Fast forward a few years and the minds behind Harry and Junk, Tony Kelly and Scott Hoskins, have spread the two brands to Brisbane, the Goldie and Melbourne. And they’ve added a much-needed injection to the Toowoomba eats scene, giving us several standalone concepts (lucky us!).
They may have recently sold the Hello Harry franchise but it remains a local favourite along with its mates Junk and 2Birds at Walton Stores. Milk & Honey has just opened, giving life to the early morning coffee scene and they’re revamping The Office and getting ready to bring us a totally unique experience with Pyro.
Yeah, these guys are a little busy. We caught up with Tony at Milk & Honey recently to get the low down on all the business these hospitality masterminds have planned for Toowoomba.
Milk & Honey
“The general public in Toowoomba, more so than any other place we have business, they speak very clearly and loudly. They’re passionate about their food out here.”

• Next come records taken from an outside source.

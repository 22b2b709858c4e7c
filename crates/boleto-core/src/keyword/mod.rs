//! Custom keyword extraction.
//!
//! A [`KeywordDefinition`] names one or more anchors and a strategy for
//! locating the value relative to them:
//!
//! - `after_label`: text following the anchor on the same line only
//! - `next_line`: the first non-empty line after the anchor line
//! - `below_n_lines`: a window of lines strictly below the anchor line
//! - `nearest_match`: a window around the anchor line, nearest lines first
//! - `regex`: a case-insensitive pattern over the whole text
//!
//! The located text is then narrowed by value type (largest amount, first
//! date, validated CPF/CNPJ, ...) and screened by the noise filter.

pub mod noise;
pub mod window;

use regex::{Regex, RegexBuilder};
use tracing::{debug, warn};

use crate::error::KeywordError;
use crate::models::{ExtractionConfig, KeywordDefinition, Strategy, ValueType};
use crate::rules::lexicon::NOISE_STOP_PHRASES;
use crate::text::{FoldedLine, non_empty_lines, normalize_for_match};

pub use noise::is_noise_value;
pub use window::looks_like_title;

const DEFAULT_WINDOW_LINES: usize = 3;

/// An anchor occurrence: line index and the text after the anchor.
struct AnchorHit<'a> {
    line: usize,
    rest: &'a str,
}

/// Custom keyword extractor.
pub struct KeywordExtractor {
    stop_phrases: Vec<String>,
    default_window: usize,
}

impl KeywordExtractor {
    /// Extractor with the builtin stop phrases.
    pub fn new() -> Self {
        Self {
            stop_phrases: NOISE_STOP_PHRASES.iter().map(|s| s.to_string()).collect(),
            default_window: DEFAULT_WINDOW_LINES,
        }
    }

    /// Extractor configured from the extraction settings.
    pub fn from_config(config: &ExtractionConfig) -> Self {
        Self {
            stop_phrases: config
                .stop_phrases
                .iter()
                .map(|p| normalize_for_match(p))
                .filter(|p| !p.is_empty())
                .collect(),
            default_window: config.default_window_lines.max(1),
        }
    }

    /// Extract the value of `definition` from `text`.
    ///
    /// Misses and malformed definitions yield `None`.
    pub fn extract(&self, definition: &KeywordDefinition, text: &str) -> Option<String> {
        let anchors: Vec<String> = definition
            .anchors
            .iter()
            .map(|a| normalize_for_match(a))
            .filter(|a| !a.is_empty())
            .collect();
        let phrases: Vec<&str> = anchors
            .iter()
            .chain(self.stop_phrases.iter())
            .map(String::as_str)
            .collect();
        let accept = |value: &String| !is_noise_value(value, definition.value_type, &phrases);

        let value = if definition.strategy == Strategy::Regex {
            self.by_regex(definition, text, &accept)
        } else {
            let lines = non_empty_lines(text);
            let hits = anchor_hits(&lines, &anchors);
            let window = definition
                .params
                .max_lines
                .unwrap_or_else(|| definition.value_type.default_window(self.default_window))
                .clamp(1, lines.len().max(1));

            hits.iter().find_map(|hit| {
                let segments = scope(definition.strategy, definition.value_type, &lines, hit, window);
                window::candidates(definition.value_type, &segments)
                    .into_iter()
                    .find(|v| accept(v))
            })
        };

        debug!(
            label = %definition.label,
            strategy = definition.strategy.as_str(),
            value_type = definition.value_type.as_str(),
            found = value.is_some(),
            "custom keyword evaluated"
        );
        value
    }

    fn by_regex<F>(&self, definition: &KeywordDefinition, text: &str, accept: &F) -> Option<String>
    where
        F: Fn(&String) -> bool,
    {
        let regex = match compile_pattern(definition) {
            Ok(regex) => regex,
            Err(e) => {
                warn!(error = %e, "custom keyword skipped");
                return None;
            }
        };

        let caps = regex.captures(text)?;
        let matched = caps.get(1).or_else(|| caps.get(0))?.as_str().trim();
        window::candidates(definition.value_type, &[matched])
            .into_iter()
            .find(|v| accept(v))
    }
}

impl Default for KeywordExtractor {
    fn default() -> Self {
        Self::new()
    }
}

/// Extract a custom keyword with the default stop phrases and window.
pub fn extract_custom(definition: &KeywordDefinition, text: &str) -> Option<String> {
    KeywordExtractor::new().extract(definition, text)
}

fn compile_pattern(definition: &KeywordDefinition) -> Result<Regex, KeywordError> {
    let pattern = definition
        .params
        .pattern
        .as_deref()
        .ok_or_else(|| KeywordError::MissingPattern(definition.label.clone()))?;

    RegexBuilder::new(pattern)
        .case_insensitive(true)
        .build()
        .map_err(|e| KeywordError::InvalidPattern {
            label: definition.label.clone(),
            reason: e.to_string(),
        })
}

/// Every line containing an anchor, with the text after the first anchor
/// found on it. Anchors are tried in order.
fn anchor_hits<'a>(lines: &[&'a str], anchors: &[String]) -> Vec<AnchorHit<'a>> {
    lines
        .iter()
        .enumerate()
        .filter_map(|(idx, &line)| {
            let folded = FoldedLine::new(line);
            anchors
                .iter()
                .find_map(|anchor| folded.after(anchor))
                .map(|rest| AnchorHit { line: idx, rest })
        })
        .collect()
}

/// Text segments a strategy looks at for one anchor hit, in priority order.
fn scope<'a>(
    strategy: Strategy,
    value_type: ValueType,
    lines: &[&'a str],
    hit: &AnchorHit<'a>,
    window: usize,
) -> Vec<&'a str> {
    let below = |n: usize| -> Vec<&'a str> {
        lines.iter().skip(hit.line + 1).take(n).copied().collect()
    };

    match strategy {
        Strategy::AfterLabel => {
            let rest = hit.rest.trim_start_matches([' ', ':', '-', '\t']).trim_end();
            if rest.is_empty() { Vec::new() } else { vec![rest] }
        }
        Strategy::NextLine => below(1),
        Strategy::BelowNLines => below(window),
        Strategy::NearestMatch if value_type == ValueType::Block => {
            std::iter::once(hit.rest).chain(below(window)).collect()
        }
        Strategy::NearestMatch => {
            let mut segments = vec![hit.rest];
            for distance in 1..=window {
                if let Some(&line) = lines.get(hit.line + distance) {
                    segments.push(line);
                }
                if let Some(&line) = hit.line.checked_sub(distance).and_then(|i| lines.get(i)) {
                    segments.push(line);
                }
            }
            segments
        }
        Strategy::Regex => Vec::new(),
    }
}

#[cfg(test)]
mod tests {
    use super::*;
    use crate::models::FieldKey;

    const INVOICE: &str = "\
Fatura de serviços
Taxa
Referente ao mês de abril

Serviço prestado R$ 45,90
Protocolo: AB-2024-77
Plano:
Empresarial Plus
Vencimento 10/05/2024
CEP 88015-100";

    #[test]
    fn test_below_n_lines_money() {
        let def = KeywordDefinition::new("Taxa", ValueType::Money)
            .with_strategy(Strategy::BelowNLines)
            .with_max_lines(3);
        assert_eq!(extract_custom(&def, INVOICE), Some("45.90".to_string()));
    }

    #[test]
    fn test_below_n_lines_missing_anchor() {
        let def = KeywordDefinition::new("Mensalidade", ValueType::Money)
            .with_strategy(Strategy::BelowNLines);
        assert_eq!(extract_custom(&def, INVOICE), None);
    }

    #[test]
    fn test_after_label_same_line_only() {
        let def = KeywordDefinition::new("Protocolo", ValueType::Id);
        assert_eq!(extract_custom(&def, INVOICE), Some("AB-2024-77".to_string()));

        // Nothing after the anchor on its line: no fallback to the next line.
        let def = KeywordDefinition::new("Plano", ValueType::Text);
        assert_eq!(extract_custom(&def, INVOICE), None);
    }

    #[test]
    fn test_next_line() {
        let def = KeywordDefinition::new("Plano", ValueType::Text).with_strategy(Strategy::NextLine);
        assert_eq!(extract_custom(&def, INVOICE), Some("Empresarial Plus".to_string()));
    }

    #[test]
    fn test_nearest_match_date_and_postal() {
        let def = KeywordDefinition::new("Empresarial", ValueType::Date)
            .with_strategy(Strategy::NearestMatch)
            .with_max_lines(2);
        assert_eq!(extract_custom(&def, INVOICE), Some("2024-05-10".to_string()));

        let def = KeywordDefinition::new("CEP", ValueType::Postal).with_strategy(Strategy::NearestMatch);
        assert_eq!(extract_custom(&def, INVOICE), Some("88015-100".to_string()));
    }

    #[test]
    fn test_regex_strategy() {
        let def = KeywordDefinition::new("Protocolo", ValueType::Text)
            .with_strategy(Strategy::Regex)
            .with_pattern(r"protocolo:\s*([A-Z]{2}-\d{4})");
        assert_eq!(extract_custom(&def, INVOICE), None, "AB-2024 has fewer letters than digits");

        let def = KeywordDefinition::new("Serviço", ValueType::Money)
            .with_strategy(Strategy::Regex)
            .with_pattern(r"servi[cç]o prestado r\$\s*([\d.,]+)");
        assert_eq!(extract_custom(&def, INVOICE), Some("45.90".to_string()));
    }

    #[test]
    fn test_malformed_regex_is_a_miss() {
        let def = KeywordDefinition::new("Protocolo", ValueType::Text)
            .with_strategy(Strategy::Regex)
            .with_pattern("(unclosed");
        assert_eq!(extract_custom(&def, INVOICE), None);

        let def = KeywordDefinition::new("Protocolo", ValueType::Text).with_strategy(Strategy::Regex);
        assert_eq!(extract_custom(&def, INVOICE), None);
    }

    #[test]
    fn test_anchor_echo_rejected() {
        let text = "Referência\nReferencia\nMarço";
        let def = KeywordDefinition::new("Referência", ValueType::Text).with_strategy(Strategy::NextLine);
        // The line after the first anchor echoes the anchor; the second
        // anchor hit yields the real value.
        assert_eq!(extract_custom(&def, text), Some("Março".to_string()));
    }

    #[test]
    fn test_builtin_alias_keeps_type_dispatch() {
        let def = KeywordDefinition::new("Vencimento", ValueType::Date).with_builtin(FieldKey::DueDate);
        assert_eq!(extract_custom(&def, INVOICE), Some("2024-05-10".to_string()));
    }

    #[test]
    fn test_oversized_window_is_bounded_by_text() {
        let text = "Taxa\nR$ 45,90";
        for strategy in [Strategy::NearestMatch, Strategy::BelowNLines] {
            let def = KeywordDefinition::new("Taxa", ValueType::Money)
                .with_strategy(strategy)
                .with_max_lines(2_000_000_000);
            let start = std::time::Instant::now();
            assert_eq!(extract_custom(&def, text), Some("45.90".to_string()));
            assert!(start.elapsed() < std::time::Duration::from_secs(1));
        }
    }

    #[test]
    fn test_block_window() {
        let text = "OBSERVAÇÕES\nPagamento via PIX\nou boleto\nDADOS DO PAGADOR\nMaria";
        let def = KeywordDefinition::new("Observações", ValueType::Block).with_max_lines(4);
        assert_eq!(def.strategy, Strategy::BelowNLines);
        assert_eq!(
            extract_custom(&def, text),
            Some("Pagamento via PIX\nou boleto".to_string())
        );
    }
}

Milk & Honey Espresso Bar opened on Monday 13 March in a super sweet spot in Ann Street, just off Chalk Drive (lots of parking – for your cars and your bicycles). The fit out is all airy and light with pretty blue couches, hanging lights, muted furnishings and large windows. Instagram rating: 10/10, would take photo.
The menu has been built around fast, fresh and tasty food – salads, wraps, sandwiches and an all day breakfast. Tony says speed and convenience is key to the offering.
“The grab and go concept I think is really critical,” Tony says. “Everyone lives such a frantic lifestyle that the speed of the food needs to be imperative. And great value for money.
“I don’t understand why bacon and eggs have to be $18 – we source the very best bacon we could buy, local free range eggs which are just unbelievable, there’s no preservatives, nothing in them – we’re selling them for between 10 and 12 bucks – there’s no reason why breakfast has to be so expensive.”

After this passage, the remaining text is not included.